The difference this time, city officials say, is that the proposal does not use taxpayer funds. The public contributions would come from new hotel and sales taxes generated by the project, officials said.
"We feel we have a proposal we can go forward with and recommend to the public with our head held high," said Councilwoman Wendy Davis, chairwoman of the council's economic development committee. "We feel we have a fantastic product."
The plan calls for Omni to build a first-class hotel with 48,000 square feet of meeting space, two restaurants, a ballroom, a pool and an exercise facility on two blocks of city-owned land west of the convention center.
The deal calls for the city to lease the land to Omni for 99 years at $10,000 a year and to spend up to $300,000 to prepare the site.
Omni would have an option to buy the land for $1 million after 10 years.
Under the proposal, Omni would receive:
--More than $33 million in city and state rebates of hotel and sales taxes collected at the project over 10 years. Officials said a state contribution of $16.9 million -- approved by the state Legislature last year -- helps to make the project possible.
--Refund of a projected $7.4 million in city and county property taxes generated by the development during the first 10 years. No school taxes would be used.
--A 400-space parking garage constructed by the city. The city would also build a 600-space garage at the site for the convention center, with the two garages costing about $12.5 million, officials said.
--A 10-year catering contract for convention center events.
To receive the rebates, Omni would be required to award a portion of its contracts to minority- and women-owned businesses and a share of new jobs to Fort Worth residents, according to the proposal.

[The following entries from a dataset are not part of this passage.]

/// Maps a handshake I/O failure to exactly one taxonomy kind: rustls
/// errors become `Tls`, plain transport failures keep their connection
/// kind.
fn map_tls_io_error(e: io::Error) -> SockError {
  if let Some(inner) = e.get_ref() {
    if let Some(tls) = inner.downcast_ref::<rustls::Error>() {
      return tls_error(tls_error_kind(tls), tls.to_string());
    }
  }
  SockError::from_io(e)
}

fn pem_reader(path: &Path) -> Result<BufReader<File>, SockError> {
  File::open(path)
    .map(BufReader::new)
    .map_err(|e| SockError::InvalidArgument(format!("cannot open {}: {}", path.display(), e)))
}

fn load_certs(path: &Path) -> Result<Vec<CertificateDer<'static>>, SockError> {
  rustls_pemfile::certs(&mut pem_reader(path)?)
    .collect::<Result<Vec<_>, _>>()
    .map_err(|e| SockError::InvalidArgument(format!("bad certificate file {}: {}", path.display(), e)))
}

/// Certificate verifier that accepts anything; used only when the builder
/// explicitly opted out of validation.
#[derive(Debug)]
struct NoVerify;

impl rustls::client::danger::ServerCertVerifier for NoVerify {
  fn verify_server_cert(
    &self,
    _end_entity: &CertificateDer<'_>,
    _intermediates: &[CertificateDer<'_>],
    _server_name: &ServerName<'_>,
    _ocsp_response: &[u8],
    _now: rustls::pki_types::UnixTime,
  ) -> Result<rustls::client::danger::ServerCertVerified, rustls::Error> {
    Ok(rustls::client::danger::ServerCertVerified::assertion())
  }

  fn verify_tls12_signature(
    &self,
    _message: &[u8],
    _cert: &CertificateDer<'_>,
    _dss: &rustls::DigitallySignedStruct,
  ) -> Result<rustls::client::danger::HandshakeSignatureValid, rustls::Error> {
    Ok(rustls::client::danger::HandshakeSignatureValid::assertion())
  }

  fn verify_tls13_signature(
    &self,
    _message: &[u8],
    _cert: &CertificateDer<'_>,
    _dss: &rustls::DigitallySignedStruct,
  ) -> Result<rustls::client::danger::HandshakeSignatureValid, rustls::Error> {
    Ok(rustls::client::danger::HandshakeSignatureValid::assertion())
  }

  fn supported_verify_schemes(&self) -> Vec<rustls::SignatureScheme> {
    vec![
      rustls::SignatureScheme::RSA_PKCS1_SHA256,
      rustls::SignatureScheme::RSA_PKCS1_SHA384,
      rustls::SignatureScheme::RSA_PKCS1_SHA512,
      rustls::SignatureScheme::RSA_PSS_SHA256,
      rustls::SignatureScheme::RSA_PSS_SHA384,
      rustls::SignatureScheme::RSA_PSS_SHA512,
      rustls::SignatureScheme::ECDSA_NISTP256_SHA256,
      rustls::SignatureScheme::ECDSA_NISTP384_SHA384,
      rustls::SignatureScheme::ED25519,
    ]
  }
}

As much as 80 percent of the hotel rooms could be set aside for future conventions, officials said. Omni would be allowed to sell the hotel after three years of operation with city approval.
"There's no financial, operational risk -- no risk to the general fund," said Assistant City Manager Joe Paniagua.
In its first 20 years of operation, the hotel would bring an estimated $1.6 billion to Fort Worth and nearly $35.9 million in direct benefits to the city, county and school district, Paniagua said.
More than 300 new jobs would be created, he said.
Steve Hollern, a vocal opponent of the 2002 proposal, praised the latest plan. The previous proposal would have used $160 million in public money to build a city-owned facility.
"This time, we're putting some public money into a private venture," said Hollern, a Fort Worth accountant and former chairman of the Tarrant County Republican Party. "There are some costs to the city, but not to the same magnitude.
"I think it's a plus for the city," said Hollern, who served on a blue-ribbon committee that studied the hotel issue after the 2002 petition drive. "This will be a first-class hotel."
The city last considered building a hotel with a private developer in 2001, when officials appeared ready to negotiate a deal with Atlanta-based Portman Holdings.
City leaders changed directions, however, and appeared ready to approve a publicly funded hotel in 2002. After the petition drive, they went back to developers and asked for new proposals.
"The wheels of government do move slowly," Moncrief said. "Sometimes it takes a detour ... to make common sense."
City officials have long said a hotel is needed because, despite a $75 million renovation of the convention center, Fort Worth is losing convention business to other cities.
"This hotel is an absolute, total necessity," said Holt Hickman, a Stockyards developer and member of the convention bureau's board of directors. "We just have to have this hotel for our convention center.
"I think it's the greatest thing that can happen to our city in the near future."